● **TASK ITEM**: Without omission or alteration, write out all of the data.

Stored data
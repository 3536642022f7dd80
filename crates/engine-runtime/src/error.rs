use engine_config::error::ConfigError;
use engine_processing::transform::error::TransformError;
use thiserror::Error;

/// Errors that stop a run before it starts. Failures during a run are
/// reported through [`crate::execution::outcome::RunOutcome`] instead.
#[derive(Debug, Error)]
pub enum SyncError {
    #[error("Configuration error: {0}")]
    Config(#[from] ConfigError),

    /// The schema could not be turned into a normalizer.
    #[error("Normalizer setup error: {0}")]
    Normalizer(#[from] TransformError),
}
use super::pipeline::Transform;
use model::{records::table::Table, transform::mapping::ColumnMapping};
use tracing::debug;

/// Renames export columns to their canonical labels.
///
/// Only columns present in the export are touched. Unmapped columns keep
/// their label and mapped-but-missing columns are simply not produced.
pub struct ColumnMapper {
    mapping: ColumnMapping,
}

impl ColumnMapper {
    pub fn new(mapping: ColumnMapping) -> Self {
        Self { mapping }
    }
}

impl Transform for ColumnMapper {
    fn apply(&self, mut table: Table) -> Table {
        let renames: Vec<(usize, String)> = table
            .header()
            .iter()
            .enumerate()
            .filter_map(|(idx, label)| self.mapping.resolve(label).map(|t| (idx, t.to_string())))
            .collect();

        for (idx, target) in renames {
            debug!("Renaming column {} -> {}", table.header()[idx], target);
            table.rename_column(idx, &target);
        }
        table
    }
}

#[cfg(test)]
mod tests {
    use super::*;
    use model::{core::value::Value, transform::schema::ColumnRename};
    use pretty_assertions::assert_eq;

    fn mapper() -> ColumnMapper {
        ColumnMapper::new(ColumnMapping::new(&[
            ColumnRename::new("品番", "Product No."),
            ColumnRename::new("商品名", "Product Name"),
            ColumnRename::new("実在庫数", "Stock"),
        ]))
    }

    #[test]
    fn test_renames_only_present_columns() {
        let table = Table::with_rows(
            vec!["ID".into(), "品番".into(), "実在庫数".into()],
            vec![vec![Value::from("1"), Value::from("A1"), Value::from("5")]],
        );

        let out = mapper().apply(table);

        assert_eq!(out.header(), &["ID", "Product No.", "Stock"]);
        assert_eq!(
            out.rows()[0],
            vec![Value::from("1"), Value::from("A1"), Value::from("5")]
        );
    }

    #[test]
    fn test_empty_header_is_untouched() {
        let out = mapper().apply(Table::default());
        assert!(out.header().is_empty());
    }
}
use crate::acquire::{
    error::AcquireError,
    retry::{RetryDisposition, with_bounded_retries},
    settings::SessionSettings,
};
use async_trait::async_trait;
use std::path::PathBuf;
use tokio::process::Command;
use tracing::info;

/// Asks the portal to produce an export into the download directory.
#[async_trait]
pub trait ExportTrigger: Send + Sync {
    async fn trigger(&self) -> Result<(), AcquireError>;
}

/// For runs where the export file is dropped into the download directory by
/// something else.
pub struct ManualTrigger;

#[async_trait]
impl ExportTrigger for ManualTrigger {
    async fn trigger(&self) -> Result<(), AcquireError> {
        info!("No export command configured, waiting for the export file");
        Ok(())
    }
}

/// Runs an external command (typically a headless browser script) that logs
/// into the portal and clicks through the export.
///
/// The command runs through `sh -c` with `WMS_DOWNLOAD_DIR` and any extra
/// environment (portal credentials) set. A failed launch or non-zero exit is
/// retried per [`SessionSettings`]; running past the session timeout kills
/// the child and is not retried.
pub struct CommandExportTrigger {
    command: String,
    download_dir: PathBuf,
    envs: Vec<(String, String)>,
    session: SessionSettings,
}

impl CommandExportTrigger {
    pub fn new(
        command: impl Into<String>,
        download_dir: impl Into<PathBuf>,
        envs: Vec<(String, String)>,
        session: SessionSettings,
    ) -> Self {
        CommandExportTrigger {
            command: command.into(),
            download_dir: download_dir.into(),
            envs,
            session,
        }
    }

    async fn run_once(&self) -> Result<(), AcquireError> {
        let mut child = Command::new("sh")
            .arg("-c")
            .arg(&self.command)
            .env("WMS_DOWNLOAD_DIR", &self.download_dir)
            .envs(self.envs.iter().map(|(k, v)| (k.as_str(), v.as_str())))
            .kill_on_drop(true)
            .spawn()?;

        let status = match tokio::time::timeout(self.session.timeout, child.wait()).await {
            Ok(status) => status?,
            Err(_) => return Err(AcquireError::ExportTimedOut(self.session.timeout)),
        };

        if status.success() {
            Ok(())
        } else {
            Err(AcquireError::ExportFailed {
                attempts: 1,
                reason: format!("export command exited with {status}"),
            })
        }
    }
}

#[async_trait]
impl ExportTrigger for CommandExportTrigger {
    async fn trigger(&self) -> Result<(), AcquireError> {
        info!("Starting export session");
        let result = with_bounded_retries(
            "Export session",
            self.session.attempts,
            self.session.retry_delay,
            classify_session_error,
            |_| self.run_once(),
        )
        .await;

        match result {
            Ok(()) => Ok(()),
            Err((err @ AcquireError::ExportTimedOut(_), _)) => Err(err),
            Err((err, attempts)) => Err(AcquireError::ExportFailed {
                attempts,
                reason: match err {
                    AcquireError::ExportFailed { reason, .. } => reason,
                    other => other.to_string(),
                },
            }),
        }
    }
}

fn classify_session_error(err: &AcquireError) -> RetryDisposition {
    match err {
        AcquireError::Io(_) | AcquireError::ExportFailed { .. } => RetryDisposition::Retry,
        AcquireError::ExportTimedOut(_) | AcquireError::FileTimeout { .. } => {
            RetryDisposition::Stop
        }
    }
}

● **ANSWER**:
repository 3536642022f7dd80
filename crates/engine-runtime/src/error.rs
use engine_config::error::ConfigError;
use engine_processing::transform::error::TransformError;
use thiserror::Error;

/// Errors that stop a run before it starts. Failures during a run are
/// reported through [`crate::execution::outcome::RunOutcome`] instead.
#[derive(Debug, Error)]
pub enum SyncError {
    #[error("Configuration error: {0}")]
    Config(#[from] ConfigError),

    /// The schema could not be turned into a normalizer.
    #[error("Normalizer setup error: {0}")]
    Normalizer(#[from] TransformError),
}
use super::pipeline::Transform;
use model::{records::table::Table, transform::mapping::ColumnMapping};
use tracing::debug;

/// Renames export columns to their canonical labels.
///
/// Only columns present in the export are touched. Unmapped columns keep
/// their label and mapped-but-missing columns are simply not produced.
pub struct ColumnMapper {
    mapping: ColumnMapping,
}

impl ColumnMapper {
    pub fn new(mapping: ColumnMapping) -> Self {
        Self { mapping }
    }
}

impl Transform for ColumnMapper {
    fn apply(&self, mut table: Table) -> Table {
        let renames: Vec<(usize, String)> = table
            .header()
            .iter()
            .enumerate()
            .filter_map(|(idx, label)| self.mapping.resolve(label).map(|t| (idx, t.to_string())))
            .collect();

        for (idx, target) in renames {
            debug!("Renaming column {} -> {}", table.header()[idx], target);
            table.rename_column(idx, &target);
        }
        table
    }
}

#[cfg(test)]
mod tests {
    use super::*;
    use model::{core::value::Value, transform::schema::ColumnRename};
    use pretty_assertions::assert_eq;

    fn mapper() -> ColumnMapper {
        ColumnMapper::new(ColumnMapping::new(&[
            ColumnRename::new("品番", "Product No."),
            ColumnRename::new("商品名", "Product Name"),
            ColumnRename::new("実在庫数", "Stock"),
        ]))
    }

    #[test]
    fn test_renames_only_present_columns() {
        let table = Table::with_rows(
            vec!["ID".into(), "品番".into(), "実在庫数".into()],
            vec![vec![Value::from("1"), Value::from("A1"), Value::from("5")]],
        );

        let out = mapper().apply(table);

        assert_eq!(out.header(), &["ID", "Product No.", "Stock"]);
        assert_eq!(
            out.rows()[0],
            vec![Value::from("1"), Value::from("A1"), Value::from("5")]
        );
    }

    #[test]
    fn test_empty_header_is_untouched() {
        let out = mapper().apply(Table::default());
        assert!(out.header().is_empty());
    }
}
use crate::acquire::{
    error::AcquireError,
    retry::{RetryDisposition, with_bounded_retries},
    settings::SessionSettings,
};
use async_trait::async_trait;
use std::path::PathBuf;
use tokio::process::Command;
use tracing::info;

/// Asks the portal to produce an export into the download directory.
#[async_trait]
pub trait ExportTrigger: Send + Sync {
    async fn trigger(&self) -> Result<(), AcquireError>;
}

/// For runs where the export file is dropped into the download directory by
/// something else.
pub struct ManualTrigger;

#[async_trait]
impl ExportTrigger for ManualTrigger {
    async fn trigger(&self) -> Result<(), AcquireError> {
        info!("No export command configured, waiting for the export file");
        Ok(())
    }
}

/// Runs an external command (typically a headless browser script) that logs
/// into the portal and clicks through the export.
///
/// The command runs through `sh -c` with `WMS_DOWNLOAD_DIR` and any extra
/// environment (portal credentials) set. A failed launch or non-zero exit is
/// retried per [`SessionSettings`]; running past the session timeout kills
/// the child and is not retried.
pub struct CommandExportTrigger {
    command: String,
    download_dir: PathBuf,
    envs: Vec<(String, String)>,
    session: SessionSettings,
}

impl CommandExportTrigger {
    pub fn new(
        command: impl Into<String>,
        download_dir: impl Into<PathBuf>,
        envs: Vec<(String, String)>,
        session: SessionSettings,
    ) -> Self {
        CommandExportTrigger {
            command: command.into(),
            download_dir: download_dir.into(),
            envs,
            session,
        }
    }

    async fn run_once(&self) -> Result<(), AcquireError> {
        let mut child = Command::new("sh")
            .arg("-c")
            .arg(&self.command)
            .env("WMS_DOWNLOAD_DIR", &self.download_dir)
            .envs(self.envs.iter().map(|(k, v)| (k.as_str(), v.as_str())))
            .kill_on_drop(true)
            .spawn()?;

        let status = match tokio::time::timeout(self.session.timeout, child.wait()).await {
            Ok(status) => status?,
            Err(_) => return Err(AcquireError::ExportTimedOut(self.session.timeout)),
        };

        if status.success() {
            Ok(())
        } else {
            Err(AcquireError::ExportFailed {
                attempts: 1,
                reason: format!("export command exited with {status}"),
            })
        }
    }
}

#[async_trait]
impl ExportTrigger for CommandExportTrigger {
    async fn trigger(&self) -> Result<(), AcquireError> {
        info!("Starting export session");
        let result = with_bounded_retries(
            "Export session",
            self.session.attempts,
            self.session.retry_delay,
            classify_session_error,
            |_| self.run_once(),
        )
        .await;

        match result {
            Ok(()) => Ok(()),
            Err((err @ AcquireError::ExportTimedOut(_), _)) => Err(err),
            Err((err, attempts)) => Err(AcquireError::ExportFailed {
                attempts,
                reason: match err {
                    AcquireError::ExportFailed { reason, .. } => reason,
                    other => other.to_string(),
                },
            }),
        }
    }
}

fn classify_session_error(err: &AcquireError) -> RetryDisposition {
    match err {
        AcquireError::Io(_) | AcquireError::ExportFailed { .. } => RetryDisposition::Retry,
        AcquireError::ExportTimedOut(_) | AcquireError::FileTimeout { .. } => {
            RetryDisposition::Stop
        }
    }
}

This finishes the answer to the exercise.